Exercise: Down to the last line, reproduce the data below exactly.

━━ Record excerpts

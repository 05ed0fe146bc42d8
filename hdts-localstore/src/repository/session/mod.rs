pub mod admin_token_repository;
pub mod factory;

pub use admin_token_repository::AdminTokenRepositoryImpl;
pub use factory::{SessionRepoFactory, SessionRepositories};
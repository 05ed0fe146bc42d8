use tracing::debug;
use uuid::Uuid;

use hdts_db::repository::backend::StorageBackend;

use crate::keys::ADMIN_ACCESS_TOKEN_KEY;

use super::repo_impl::AdminTokenRepositoryImpl;

impl<B: StorageBackend> AdminTokenRepositoryImpl<B> {
    pub(super) async fn issue_impl(
        repo: &AdminTokenRepositoryImpl<B>,
    ) -> Result<String, Box<dyn std::error::Error + Send + Sync>> {
        let token = Uuid::new_v4().to_string();
        let document = serde_json::to_string(&token)?;
        repo.backend.write(ADMIN_ACCESS_TOKEN_KEY, &document).await?;
        debug!("issued a new admin access token");
        Ok(token)
    }
}
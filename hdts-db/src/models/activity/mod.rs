pub mod action_kind;
pub mod activity_log;

pub use action_kind::*;
pub use activity_log::*;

━━━━

Response to this task:
repository 05ed0fe146bc42d8
filename hdts-localstore/src/repository/session/mod.rs
pub mod admin_token_repository;
pub mod factory;

pub use admin_token_repository::AdminTokenRepositoryImpl;
pub use factory::{SessionRepoFactory, SessionRepositories};
repository 05ed0fe146bc42d8
use tracing::debug;
use uuid::Uuid;

use hdts_db::repository::backend::StorageBackend;

use crate::keys::ADMIN_ACCESS_TOKEN_KEY;

use super::repo_impl::AdminTokenRepositoryImpl;

impl<B: StorageBackend> AdminTokenRepositoryImpl<B> {
    pub(super) async fn issue_impl(
        repo: &AdminTokenRepositoryImpl<B>,
    ) -> Result<String, Box<dyn std::error::Error + Send + Sync>> {
        let token = Uuid::new_v4().to_string();
        let document = serde_json::to_string(&token)?;
        repo.backend.write(ADMIN_ACCESS_TOKEN_KEY, &document).await?;
        debug!("issued a new admin access token");
        Ok(token)
    }
}
filename hdts-db/src/models/activity/mod.rs
pub mod action_kind;
pub mod activity_log;

pub use action_kind::*;
pub use activity_log::*;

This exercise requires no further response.